Unigram Tagger: Only one word is used to define the Part of Speech tag.  UnigramTagger inherits from NgramTagger, which is a subclass of ContextTagger , which inherits from SequentialBackoffTagger . So UnigramTagger — this is context tagging, UnigramTagger from one word.
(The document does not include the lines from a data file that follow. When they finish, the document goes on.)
//! Materialization error types.

use thiserror::Error;

/// Result type for materialization operations.
pub type MaterializeResult<T> = Result<T, MaterializeError>;

/// Errors that can occur while materializing routes.
///
/// These are programming errors in the setup code, not request-time
/// conditions; the process must not start serving with them present.
#[derive(Debug, Clone, Error)]
pub enum MaterializeError {
    /// The supplied handler transform is not usable.
    #[error("unsupported handler transform: {reason}")]
    Transform {
        /// Why the transform was rejected.
        reason: String,
    },
}

#[cfg(test)]
mod tests {
    use super::*;

    #[test]
    fn test_transform_error_display() {
        let err = MaterializeError::Transform {
            reason: "wrapper name is empty".to_string(),
        };
        assert!(err.to_string().contains("unsupported handler transform"));
        assert!(err.to_string().contains("wrapper name is empty"));
    }
}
Code # 1: UnigramTagger training.

# Loading Libraries

from nltk.tag import UnigramTagger

from nltk.corpus import treebank

Code # 2: Train using the first 1000 tag sentences of the tree corpus as data.

# Data usage

train_sents = treebank.tagged_sents () [: 1000 ]

 
# Initialization

tagger = UnigramTagger (train_sents)

 
# Let`s take a look at the first sentence
# (tree body) as a list

treebank.sents () [ 0 ]

Output:

 [`Pierre`,` Vinken`, `,`, `61`,` years`, `old`,`, `,` will`, `join`,` the`, `board`,` as`, `a`,` nonexe cutive`, `director`,` Nov.`, `29`,` .`] 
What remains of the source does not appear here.